#### Dataset records ####

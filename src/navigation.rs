//! Previous/next links between detail pages, and the transition direction
//! they carry.
//!
//! Detail pages link to their neighbours by position in the collection. The
//! link adds `?direction=-1` (previous) or `?direction=1` (next), which
//! `static/transition.js` reads on arrival to slide the new page in from the
//! matching side. The query value has no other effect.

use crate::types::{CollectionKind, ContentItem};
use maud::{Markup, html};

/// Neighbours of an item in an ordered collection.
#[derive(Debug, Clone, Copy, PartialEq)]
pub struct Neighbors<'a> {
    pub previous: Option<&'a ContentItem>,
    pub next: Option<&'a ContentItem>,
}

/// Locate `slug` in `items` and return its neighbours.
///
/// `None` means the slug doesn't exist: the page is not found.
pub fn neighbors<'a>(items: &'a [ContentItem], slug: &str) -> Option<Neighbors<'a>> {
    let index = items.iter().position(|item| item.slug == slug)?;
    Some(Neighbors {
        previous: index.checked_sub(1).and_then(|i| items.get(i)),
        next: items.get(index + 1),
    })
}

/// Page-transition variant selected by the `direction` query value.
#[derive(Debug, Clone, Copy, PartialEq, Eq, Default)]
pub enum Direction {
    Backward,
    #[default]
    None,
    Forward,
}

impl Direction {
    /// Parse a `direction` query value the way the page script does with
    /// `parseInt`: leading whitespace, an optional sign, then digits, with
    /// anything after the digits ignored. Only the sign matters; no digits
    /// or zero means no direction.
    pub fn from_query(value: &str) -> Self {
        let rest = value.trim_start();
        let (negative, digits) = match rest.as_bytes().first() {
            Some(b'-') => (true, &rest[1..]),
            Some(b'+') => (false, &rest[1..]),
            _ => (false, rest),
        };
        let digits: &str = &digits[..digits
            .find(|c: char| !c.is_ascii_digit())
            .unwrap_or(digits.len())];
        if digits.is_empty() || digits.bytes().all(|b| b == b'0') {
            Direction::None
        } else if negative {
            Direction::Backward
        } else {
            Direction::Forward
        }
    }

    pub fn query_value(self) -> i8 {
        match self {
            Direction::Backward => -1,
            Direction::None => 0,
            Direction::Forward => 1,
        }
    }

    /// CSS class applied to the page wrapper on arrival.
    pub fn enter_class(self) -> Option<&'static str> {
        match self {
            Direction::Backward => Some("enter-from-left"),
            Direction::None => None,
            Direction::Forward => Some("enter-from-right"),
        }
    }

    /// URL of a neighbouring detail page carrying this direction.
    pub fn link(self, kind: CollectionKind, slug: &str) -> String {
        format!("{}?direction={}", kind.detail_url(slug), self.query_value())
    }
}

/// The previous/next footer of a detail page. Missing neighbours leave an
/// empty slot so the remaining link keeps its side.
pub fn render_pager(kind: CollectionKind, neighbors: &Neighbors) -> Markup {
    html! {
        nav.pager aria-label="Pagination" {
            div.pager-slot {
                @if let Some(prev) = neighbors.previous {
                    a.pager-link.pager-prev href=(Direction::Backward.link(kind, &prev.slug)) rel="prev" {
                        span.pager-arrow aria-hidden="true" { "←" }
                        span.pager-text {
                            span.pager-label { "Previous" }
                            span.pager-title { (prev.title) }
                        }
                    }
                }
            }
            div.pager-slot {
                @if let Some(next) = neighbors.next {
                    a.pager-link.pager-next href=(Direction::Forward.link(kind, &next.slug)) rel="next" {
                        span.pager-text {
                            span.pager-label { "Next" }
                            span.pager-title { (next.title) }
                        }
                        span.pager-arrow aria-hidden="true" { "→" }
                    }
                }
            }
        }
    }
}
#[cfg(test)]
mod tests {
    use super::*;

    fn render_str(markdown: &str) -> String {
        let doc = Document::parse(markdown);
        let gallery = GalleryState::new(doc.images());
        render(&doc, &gallery).into_string()
    }

    // =========================================================================
    // Tree building
    // =========================================================================

    #[test]
    fn heading_levels() {
        let doc = Document::parse("# One\n\n### Three\n");
        assert_eq!(
            doc.blocks,
            vec![
                Block::Heading {
                    level: 1,
                    content: vec![Inline::Text("One".into())]
                },
                Block::Heading {
                    level: 3,
                    content: vec![Inline::Text("Three".into())]
                },
            ]
        );
    }

    #[test]
    fn paragraph_with_emphasis() {
        let doc = Document::parse("Some **bold** and *soft* text.");
        assert_eq!(
            doc.blocks,
            vec![Block::Paragraph(vec![
                Inline::Text("Some ".into()),
                Inline::Strong(vec![Inline::Text("bold".into())]),
                Inline::Text(" and ".into()),
                Inline::Emphasis(vec![Inline::Text("soft".into())]),
                Inline::Text(" text.".into()),
            ])]
        );
    }

    #[test]
    fn lone_image_is_promoted() {
        let doc = Document::parse("![A chart](/img/chart.png)\n");
        assert_eq!(
            doc.blocks,
            vec![Block::Image(ImageRef {
                src: "/img/chart.png".into(),
                alt: "A chart".into(),
                title: None,
            })]
        );
    }

    #[test]
    fn image_in_text_stays_inline() {
        let doc = Document::parse("See ![x](/x.png) here.");
        assert!(matches!(&doc.blocks[0], Block::Paragraph(c) if c.len() == 3));
    }

    #[test]
    fn fenced_code_keeps_language() {
        let doc = Document::parse("```rust title\nfn main() {}\n```\n");
        assert_eq!(
            doc.blocks,
            vec![Block::Code {
                lang: Some("rust".into()),
                code: "fn main() {}\n".into()
            }]
        );
    }

    #[test]
    fn tight_list_items_become_paragraphs() {
        let doc = Document::parse("- one\n- *two*\n");
        let Block::List { start, items } = &doc.blocks[0] else {
            panic!("expected list, got {:?}", doc.blocks);
        };
        assert_eq!(*start, None);
        assert_eq!(items.len(), 2);
        assert_eq!(items[0], vec![Block::Paragraph(vec![Inline::Text("one".into())])]);
    }

    #[test]
    fn ordered_list_start() {
        let doc = Document::parse("3. three\n4. four\n");
        assert!(matches!(
            &doc.blocks[0],
            Block::List { start: Some(3), items } if items.len() == 2
        ));
    }

    #[test]
    fn nested_quote() {
        let doc = Document::parse("> quoted *words*\n");
        let Block::Quote(inner) = &doc.blocks[0] else {
            panic!("expected quote");
        };
        assert!(matches!(&inner[0], Block::Paragraph(_)));
    }

    #[test]
    fn table_head_and_rows() {
        let doc = Document::parse("| a | b |\n|---|---|\n| 1 | 2 |\n| 3 | 4 |\n");
        let Block::Table { head, rows } = &doc.blocks[0] else {
            panic!("expected table, got {:?}", doc.blocks);
        };
        assert_eq!(head.len(), 2);
        assert_eq!(rows.len(), 2);
        assert_eq!(rows[1][0], vec![Inline::Text("3".into())]);
    }

    #[test]
    fn rule_and_html_block() {
        let doc = Document::parse("---\n\n<div class=\"x\">hi</div>\n");
        assert_eq!(doc.blocks[0], Block::Rule);
        assert!(matches!(&doc.blocks[1], Block::Html(raw) if raw.contains("class=\"x\"")));
    }

    // =========================================================================
    // Image discovery
    // =========================================================================

    #[test]
    fn images_in_document_order() {
        let doc = Document::parse(
            "![first](/a.png)\n\nText ![second](/b.png)\n\n> ![third](/c.png)\n\n- [![fourth](/d.png)](/link)\n",
        );
        let urls: Vec<String> = doc.images().into_iter().map(|i| i.url).collect();
        assert_eq!(urls, vec!["/a.png", "/b.png", "/c.png", "/d.png"]);
    }

    #[test]
    fn discovery_normalizes_and_skips_empty() {
        let doc = Document::parse("![a](/_next/image?url=%2Fp%2Fa.png)\n\n![empty]()\n");
        let images = doc.images();
        assert_eq!(images.len(), 1);
        assert_eq!(images[0].url, "/p/a.png");
        assert_eq!(images[0].alt, "a");
    }

    #[test]
    fn rebase_only_relative_sources() {
        let mut doc = Document::parse(
            "![a](shot.png)\n\n![b](/abs.png)\n\n![c](https://cdn.example.com/c.png)\n",
        );
        doc.rebase_images("/images/use-cases/");
        let urls: Vec<String> = doc.images().into_iter().map(|i| i.url).collect();
        assert_eq!(
            urls,
            vec![
                "/images/use-cases/shot.png",
                "/abs.png",
                "https://cdn.example.com/c.png"
            ]
        );
    }

    #[test]
    fn alt_text_flattens_markup() {
        let doc = Document::parse("![a *b* `c`](/x.png)");
        assert_eq!(doc.images()[0].alt, "a b c");
    }

    // =========================================================================
    // Rendering
    // =========================================================================

    #[test]
    fn renders_styled_elements() {
        let html = render_str("## Title\n\nText with [link](https://x.dev \"tip\") and `code`.\n");
        assert!(html.contains(r#"<h2 class="md-h2">Title</h2>"#));
        assert!(html.contains(r#"href="https://x.dev""#));
        assert!(html.contains(r#"title="tip""#));
        assert!(html.contains("md-link"));
        assert!(html.contains(r#"<code class="md-inline-code">code</code>"#));
        assert!(html.contains(r#"<p class="md-p">"#));
    }

    #[test]
    fn renders_images_with_indices() {
        let html = render_str("![a](/a.png)\n\n![b](/b.png)\n");
        assert!(html.contains(r#"data-gallery-index="0""#));
        assert!(html.contains(r#"data-gallery-index="1""#));
        assert!(html.contains("<figure"));
    }

    #[test]
    fn double_encoded_source_keeps_its_index() {
        let html = render_str("![b](/p/b.png)\n\n![a](/p/a%2520b.png)\n");
        assert!(html.contains(r#"data-gallery-index="0""#));
        assert!(html.contains(r#"data-gallery-index="1""#));
        assert!(html.contains(r#"src="/p/a%20b.png""#));
    }

    #[test]
    fn paragraph_with_image_renders_as_div() {
        let html = render_str("Look: ![a](/a.png)");
        assert!(html.contains(r#"<div class="md-p">"#));
        assert!(!html.contains("<p"));
    }

    #[test]
    fn code_block_is_escaped() {
        let html = render_str("```html\n<b>x</b>\n```\n");
        assert!(html.contains(r#"<code class="language-html">&lt;b&gt;x&lt;/b&gt;"#));
    }

    #[test]
    fn ordered_list_start_attribute() {
        assert!(render_str("1. a\n2. b\n").contains(r#"<ol class="md-ol">"#));
        assert!(render_str("5. a\n6. b\n").contains(r#"start="5""#));
    }

    #[test]
    fn table_markup() {
        let html = render_str("| a | b |\n|---|---|\n| 1 | 2 |\n");
        assert!(html.contains("md-table-wrap"));
        assert!(html.contains("<th>a</th>"));
        assert!(html.contains("<td>2</td>"));
    }

    #[test]
    fn text_is_escaped() {
        let html = render_str("5 < 6 & 7 > 3");
        assert!(html.contains("5 &lt; 6 &amp; 7 &gt; 3"));
    }
}
//! HTML site generation.
//!
//! Stage 2 of the casefolio build pipeline. Takes the scan manifest and
//! generates the final static HTML site.
//!
//! ## Generated Pages
//!
//! - **Home** (`/index.html`): hero, about section, case-study accordion
//! - **Case studies** (`/case-study/{slug}/index.html`): article, lightbox,
//!   previous/next links, back to home
//! - **Use-case listing** (`/use-cases/index.html`): use-case accordion
//! - **Use cases** (`/use-cases/{slug}/index.html`): article with an
//!   `author • date` byline, back to the listing
//! - **Not found** (`/404.html`)
//!
//! Both detail page kinds go through [`render_detail`]; the collection decides
//! the back link, the byline and how relative image sources resolve.
//!
//! ## Output Structure
//!
//! ```text
//! dist/
//! ├── index.html
//! ├── 404.html
//! ├── case-study/
//! │   └── acme-checkout/index.html
//! ├── use-cases/
//! │   ├── index.html
//! │   └── invoice-automation/index.html
//! └── images/...                 # Copied from content/public/
//! ```
//!
//! ## CSS and JavaScript
//!
//! Static assets are embedded at compile time:
//! - `static/style.css`: Base styles (colors and breakpoint rules injected from config)
//! - `static/transition.js`: Directional page-enter animation
//! - `static/listing.js`: Card accordion (hover on desktop, tap on mobile)
//! - `static/lightbox.js`: Full-screen gallery with swipe and keyboard
//!
//! ## HTML Generation
//!
//! Uses [maud](https://maud.lambda.xyz/) for compile-time HTML templating.
//! Templates are type-safe Rust code with automatic XSS escaping.

use crate::config::{self, SiteConfig};
use crate::gallery::{self, GalleryState};
use crate::listing::{self, ListingState};
use crate::markdown::{self, Document};
use crate::navigation::{self, Direction};
use crate::scan::Manifest;
use crate::types::{CollectionKind, ContentItem};
use chrono::Datelike;
use maud::{DOCTYPE, Markup, PreEscaped, html};
use rayon::prelude::*;
use std::fs;
use std::path::{Path, PathBuf};
use thiserror::Error;
use walkdir::WalkDir;

#[derive(Error, Debug)]
pub enum GenerateError {
    #[error("IO error: {0}")]
    Io(#[from] std::io::Error),
    #[error("JSON error: {0}")]
    Json(#[from] serde_json::Error),
    #[error("Error walking {path}: {source}")]
    Walk {
        path: PathBuf,
        #[source]
        source: walkdir::Error,
    },
}

const CSS_STATIC: &str = include_str!("../static/style.css");
const TRANSITION_JS: &str = include_str!("../static/transition.js");
const LISTING_JS: &str = include_str!("../static/listing.js");
const LIGHTBOX_JS: &str = include_str!("../static/lightbox.js");

/// What a page is, for the CLI report.
#[derive(Debug, Clone, Copy, PartialEq, Eq)]
pub enum PageKind {
    Home,
    Listing(CollectionKind),
    Detail(CollectionKind),
    NotFound,
}

/// One rendered page, relative to the output directory.
#[derive(Debug, Clone)]
pub struct RenderedPage {
    pub path: PathBuf,
    pub kind: PageKind,
    pub html: String,
}

/// Summary of a generate run.
#[derive(Debug, Clone, Default)]
pub struct GenerateReport {
    /// Output-relative paths of written pages, with their kind.
    pub pages: Vec<(PathBuf, PageKind)>,
    /// Number of files copied from `public/`.
    pub assets: usize,
}

/// Values every page needs.
pub struct SiteContext<'a> {
    pub config: &'a SiteConfig,
    pub css: String,
    pub year: i32,
}

impl<'a> SiteContext<'a> {
    pub fn new(config: &'a SiteConfig) -> Self {
        let css = format!(
            "{}\n\n{}\n\n{}",
            config::generate_color_css(&config.colors),
            CSS_STATIC,
            config::generate_gallery_css(&config.gallery)
        );
        let year = config
            .site
            .copyright_year
            .unwrap_or_else(|| chrono::Local::now().year());
        Self { config, css, year }
    }
}

/// Read the scan manifest and write the site to `output_dir`.
///
/// `source_dir` is only consulted for `public/`.
pub fn generate(
    manifest_path: &Path,
    source_dir: &Path,
    output_dir: &Path,
) -> Result<GenerateReport, GenerateError> {
    let manifest_content = fs::read_to_string(manifest_path)?;
    let manifest: Manifest = serde_json::from_str(&manifest_content)?;

    fs::create_dir_all(output_dir)?;
    let assets = copy_public(&source_dir.join("public"), output_dir)?;

    let ctx = SiteContext::new(&manifest.config);
    let pages = render_site(&manifest, &ctx);

    let mut report = GenerateReport {
        pages: Vec::with_capacity(pages.len()),
        assets,
    };
    for page in pages {
        let dest = output_dir.join(&page.path);
        if let Some(parent) = dest.parent() {
            fs::create_dir_all(parent)?;
        }
        fs::write(&dest, &page.html)?;
        tracing::debug!(path = %page.path.display(), "wrote page");
        report.pages.push((page.path, page.kind));
    }

    tracing::info!(
        pages = report.pages.len(),
        assets = report.assets,
        output = %output_dir.display(),
        "site generated"
    );
    Ok(report)
}

/// Render every page of the site in memory.
///
/// Detail pages of each collection are rendered in parallel.
pub fn render_site(manifest: &Manifest, ctx: &SiteContext) -> Vec<RenderedPage> {
    let mut pages = vec![
        RenderedPage {
            path: PathBuf::from("index.html"),
            kind: PageKind::Home,
            html: render_home(manifest, ctx).into_string(),
        },
        RenderedPage {
            path: PathBuf::from("use-cases/index.html"),
            kind: PageKind::Listing(CollectionKind::UseCases),
            html: render_listing_page(
                CollectionKind::UseCases,
                manifest.items(CollectionKind::UseCases),
                ctx,
            )
            .into_string(),
        },
        RenderedPage {
            path: PathBuf::from("404.html"),
            kind: PageKind::NotFound,
            html: render_not_found(ctx).into_string(),
        },
    ];

    for kind in CollectionKind::ALL {
        let items = manifest.items(kind);
        let details: Vec<RenderedPage> = items
            .par_iter()
            .filter_map(|item| {
                let markup = render_detail(kind, items, &item.slug, ctx)?;
                Some(RenderedPage {
                    path: PathBuf::from(kind.route())
                        .join(&item.slug)
                        .join("index.html"),
                    kind: PageKind::Detail(kind),
                    html: markup.into_string(),
                })
            })
            .collect();
        pages.extend(details);
    }

    pages
}

/// Copy `public/` into the output root. A missing directory copies nothing.
fn copy_public(public_dir: &Path, output_dir: &Path) -> Result<usize, GenerateError> {
    if !public_dir.is_dir() {
        tracing::debug!(dir = %public_dir.display(), "no public directory");
        return Ok(0);
    }

    let mut copied = 0;
    for entry in WalkDir::new(public_dir).min_depth(1) {
        let entry = entry.map_err(|source| GenerateError::Walk {
            path: public_dir.to_path_buf(),
            source,
        })?;
        let Ok(rel) = entry.path().strip_prefix(public_dir) else {
            continue;
        };
        let dest = output_dir.join(rel);
        if entry.file_type().is_dir() {
            fs::create_dir_all(&dest)?;
        } else {
            if let Some(parent) = dest.parent() {
                fs::create_dir_all(parent)?;
            }
            fs::copy(entry.path(), &dest)?;
            copied += 1;
        }
    }
    Ok(copied)
}

// ============================================================================
// HTML Components
// ============================================================================

/// Renders the base HTML document structure
fn base_document(ctx: &SiteContext, title: &str, body_class: &str, content: Markup) -> Markup {
    let site = &ctx.config.site;
    let full_title = if title == site.title {
        site.title.clone()
    } else {
        format!("{} | {}", title, site.title)
    };
    html! {
        (DOCTYPE)
        html lang=(site.lang) {
            head {
                meta charset="UTF-8";
                meta name="viewport" content="width=device-width, initial-scale=1.0";
                title { (full_title) }
                @if !site.description.is_empty() {
                    meta name="description" content=(site.description);
                }
                style { (PreEscaped(&ctx.css)) }
            }
            body class=(body_class)
                data-enter-backward=[Direction::Backward.enter_class()]
                data-enter-forward=[Direction::Forward.enter_class()] {
                div.page {
                    (content)
                }
                (site_footer(ctx))
                script { (PreEscaped(TRANSITION_JS)) }
            }
        }
    }
}

/// `© <year> By <owner>`
fn site_footer(ctx: &SiteContext) -> Markup {
    html! {
        footer.site-footer {
            p { "© " (ctx.year) " By " (ctx.config.site.owner) }
        }
    }
}

/// Markdown body plus the lightbox for its images.
fn render_body(markdown_src: &str, image_base: Option<&str>, ctx: &SiteContext) -> Markup {
    let mut doc = Document::parse(markdown_src);
    if let Some(base) = image_base {
        doc.rebase_images(base);
    }
    let gallery = GalleryState::with_threshold(doc.images(), ctx.config.gallery.swipe_threshold);
    html! {
        (markdown::render(&doc, &gallery))
        @if !gallery.is_empty() {
            (gallery::render_lightbox(&gallery))
            script { (PreEscaped(LIGHTBOX_JS)) }
        }
    }
}

// ============================================================================
// Page Renderers
// ============================================================================

/// Renders the home page: hero, about, case-study accordion
fn render_home(manifest: &Manifest, ctx: &SiteContext) -> Markup {
    let site = &ctx.config.site;
    let breakpoint = ctx.config.gallery.mobile_breakpoint;
    let use_cases = manifest.items(CollectionKind::UseCases);

    let content = html! {
        header.hero {
            div.hero-inner {
                h1.hero-title { (site.title) }
                p.hero-tagline { (site.tagline) }
            }
        }
        main.home {
            section.about {
                h2.about-heading { (site.about_heading) }
                div.about-body { (render_body(&site.about, None, ctx)) }
            }
            (listing::render_listing(
                CollectionKind::CaseStudies,
                manifest.items(CollectionKind::CaseStudies),
                &ListingState::default(),
                breakpoint,
            ))
            @if !use_cases.is_empty() {
                p.more-link {
                    a href="/use-cases/" { "Browse " (use_cases.len()) " use cases →" }
                }
            }
        }
        script { (PreEscaped(LISTING_JS)) }
    };

    base_document(ctx, &site.title, "home-page", content)
}

/// Renders a collection's accordion on a page of its own
fn render_listing_page(kind: CollectionKind, items: &[ContentItem], ctx: &SiteContext) -> Markup {
    let content = html! {
        main.listing-page {
            a.back-link href="/" { "← Back to Home" }
            (listing::render_listing(
                kind,
                items,
                &ListingState::default(),
                ctx.config.gallery.mobile_breakpoint,
            ))
        }
        script { (PreEscaped(LISTING_JS)) }
    };
    base_document(ctx, kind.heading(), "listing-page", content)
}

/// Renders the detail page for `slug` within `items`.
///
/// Returns `None` when the slug isn't part of the collection: that request is
/// served by `404.html` instead.
pub fn render_detail(
    kind: CollectionKind,
    items: &[ContentItem],
    slug: &str,
    ctx: &SiteContext,
) -> Option<Markup> {
    let neighbors = navigation::neighbors(items, slug)?;
    let item = items.iter().find(|i| i.slug == slug)?;
    let (back_href, back_label) = kind.back_link();
    let byline = match kind {
        CollectionKind::UseCases => byline(item),
        CollectionKind::CaseStudies => None,
    };

    let content = html! {
        main.detail-page {
            a.back-link href=(back_href) { "← " (back_label) }
            article.detail {
                header.detail-header {
                    h1.detail-title { (item.title) }
                    @if let Some(byline) = byline {
                        p.byline { (byline) }
                    }
                }
                div.detail-body {
                    (render_body(&item.body, kind.image_base(), ctx))
                }
                (navigation::render_pager(kind, &neighbors))
            }
        }
    };
    Some(base_document(ctx, &item.title, "detail-page", content))
}

/// `author • date`, with whichever parts exist.
fn byline(item: &ContentItem) -> Option<String> {
    let parts: Vec<&str> = [item.author.as_deref(), item.date.as_deref()]
        .into_iter()
        .flatten()
        .collect();
    (!parts.is_empty()).then(|| parts.join(" • "))
}

fn render_not_found(ctx: &SiteContext) -> Markup {
    let content = html! {
        main.not-found {
            h1 { "Page not found" }
            p { "The page you're looking for doesn't exist or has moved." }
            a.back-link href="/" { "← Back to Home" }
        }
    };
    base_document(ctx, "Not Found", "not-found-page", content)
}

// ============================================================================
// Tests
// ============================================================================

####

● Goal of the exercise: Track down every line in the entries that includes the string "shot", and copy it.

● Solution to the problem:
            "![a](shot.png)\n\n![b](/abs.png)\n\n![c](https://cdn.example.com/c.png)\n",
                "/images/use-cases/shot.png",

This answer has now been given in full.